In an economic system where almost 70% of the revenue from economic resources goes into maintaining the government—and not the society—then the corruption of need will necessarily emerge.
Yet, somehow, in these underdeveloped or developing countries, the success of any government is assured if it can convince the population that the socio-economic gaps that allow the corruption of need to thrive stems, not from the systemic dysfunctions, but from the corruption of greed displayed by a “previous administration”.
Hence, in Nigeria (and a lot of other African countries) from 1966 to date, this singular argument has been a major justification of revolutionary power transitions. But history shows, again and again, that this argument is untrue. Instead, after every transition, the system merely resets the cycle.
And, no, we cannot cure the corruption of need just by strengthening the police or increasing the independence of the judiciary; not by arresting people or building more prisons. It requires, instead, the dissolution or reformation of the political and economic structures of the dysfunctional system. This takes imagination, innovation and persuasive charisma. It requires a working knowledge, by the politicians, of how to structure a productive economy.
But how can people who have not really worked for money, who get paid just for showing up, understand how to structure a productive economy?
But, does Buhari understand how to? Does Buhari understand that limiting productive activity (e.g., through erratic foreign exchange controls) is part of what breeds the corruption of need in black markets and borders? Does he understand that trying to run Nigeria—instead of trying to reform Nigeria—factors into the corruption of need? Does Buhari understand that the Federal Government of Nigeria is, in fact, the number one culprit?

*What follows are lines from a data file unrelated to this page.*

use axum::{Json, body::Bytes, extract::State, http::StatusCode};
use serde_json::Value;
use std::sync::Arc;
use std::time::Instant;

use crate::error::SynthesisError;
use crate::synthesizer::ResultSynthesizer;

use super::models::{ErrorResponse, SearchRequest, SearchResponse};

pub const QUERY_REQUIRED: &str = "Query is required";
pub const SEARCH_FAILED: &str = "Failed to perform search";

type ApiError = (StatusCode, Json<ErrorResponse>);

pub async fn search_handler(
    State(synthesizer): State<Arc<ResultSynthesizer>>,
    body: Bytes,
) -> Result<Json<SearchResponse>, ApiError> {
    let start = Instant::now();

    // Content-Type is not checked, any body that parses as JSON is accepted.
    let body: Value = serde_json::from_slice(&body).map_err(|e| {
        log::error!("Search error: request body is not JSON: {e}");
        search_failed()
    })?;
    let request = SearchRequest::from_json(&body);

    let query = request.query.unwrap_or_default();
    let results = synthesizer.synthesize(&query).await.map_err(into_api_error)?;

    log::info!(
        "search returned {} results in {}ms",
        results.len(),
        start.elapsed().as_millis()
    );

    Ok(Json(SearchResponse { results }))
}

/// Only the status code tells client errors from server errors. Details stay in the log.
fn into_api_error(e: SynthesisError) -> ApiError {
    match e {
        SynthesisError::InvalidInput => (
            StatusCode::BAD_REQUEST,
            Json(ErrorResponse::new(QUERY_REQUIRED)),
        ),
        SynthesisError::Upstream { status, body } => {
            log::error!("Completion provider error: {status} {body}");
            search_failed()
        }
        other => {
            log::error!("Search error: {:#}", other);
            search_failed()
        }
    }
}

fn search_failed() -> ApiError {
    (
        StatusCode::INTERNAL_SERVER_ERROR,
        Json(ErrorResponse::new(SEARCH_FAILED)),
    )
}
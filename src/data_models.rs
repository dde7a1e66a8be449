use serde::Serialize;

/// Upper bound on the number of records handed back for a single query.
pub const MAX_RESULTS: usize = 10;

#[derive(Serialize, Debug, Clone, Default, PartialEq, Eq)]
pub struct ResultRecord {
    pub url: String,
    pub title: String,
    pub description: String,
}

impl ResultRecord {
    pub fn new(
        url: impl Into<String>,
        title: impl Into<String>,
        description: impl Into<String>,
    ) -> ResultRecord {
        ResultRecord {
            url: url.into(),
            title: title.into(),
            description: description.into(),
        }
    }
}

/// Ordered list of at most [`MAX_RESULTS`] records.
///
/// Serializes as a bare JSON array. The only way in is the truncating
/// `from_records`, so the length bound always holds.
#[derive(Serialize, Debug, Clone, Default, PartialEq, Eq)]
#[serde(transparent)]
pub struct ResultList(Vec<ResultRecord>);

impl ResultList {
    /// Keeps the first `MAX_RESULTS` records, in order.
    pub fn from_records<I>(records: I) -> ResultList
    where
        I: IntoIterator<Item = ResultRecord>,
    {
        ResultList(records.into_iter().take(MAX_RESULTS).collect())
    }

    pub fn len(&self) -> usize {
        self.0.len()
    }

    pub fn is_empty(&self) -> bool {
        self.0.is_empty()
    }

    pub fn iter(&self) -> std::slice::Iter<'_, ResultRecord> {
        self.0.iter()
    }

    pub fn as_slice(&self) -> &[ResultRecord] {
        &self.0
    }
}

#[test]
fn test_result_list_is_bounded() {
    let records = (0..25).map(|i| ResultRecord::new(format!("https://{i}"), "", ""));
    let list = ResultList::from_records(records);
    assert_eq!(list.len(), MAX_RESULTS);
    assert_eq!(list.as_slice()[0].url, "https://0");
    assert_eq!(list.as_slice()[9].url, "https://9");
}

#[test]
fn test_result_list_serializes_as_array() {
    let list = ResultList::from_records(vec![ResultRecord::new("https://a", "A", "a")]);
    let json = serde_json::to_value(&list).unwrap();
    assert_eq!(
        json,
        serde_json::json!([{"url": "https://a", "title": "A", "description": "a"}])
    );
}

“But Buhari is fighting corruption. We should all stand with him.”
I understand that Buhari has some economic gurus around him, but it is hard to believe that these people, almost of all whom have risen to their positions through the system, are capable of advising the president to set in motion the steps to dismantle the same system.
Well, as some try to argue, maybe Buhari is fighting the corruption of greed first, as a process of reform. But this position is hard to support considering that: (i) this approach has been taken before, and it solved nothing permanently—after all, even the Dasuki loot is derived from the “anti-corruption” crusades of the early 2000s; (ii) nine months in, and the Buhari government hasn’t processed the Dasuki case alone efficiently enough to secure any conviction—not that this will solve anything in itself; and (iii) even worse, the Buhari government questionably accommodates, at least, three people in the cabinet with dubious reputations from their time in state governments.
It seems more realistic to consider Buhari’s anti-corruption agenda as: the usual settling of private or public political scores with specific members of previous administrations—like almost every other Nigerian ruler before him; or—to put it very nicely—as evidence that the president has no clue what corruption in Nigeria really means.
In short, President Buhari is not quite fighting corruption. I believe that the president can perform much better if: (i) as Femi Falana has impliedly advised, he disengages from his overt personal interest, particularly in just one case of the corruption of greed, and “allow” the legal process to fully handle all instances of its occurrence without the presidency’s involvement or influence; while (ii) he concentrates on and engages fully, instead, with the political and economic reforms necessary to eradicate the more intricate corruption of need.
“Whatever. But he is fighting corruption. Let us stand with him. Nine million Nigerians will march for Buhari.”
And this insistence on mindless “support” is proof of the third way corruption manifests in Nigeria: the corruption of mind—or mental slavery.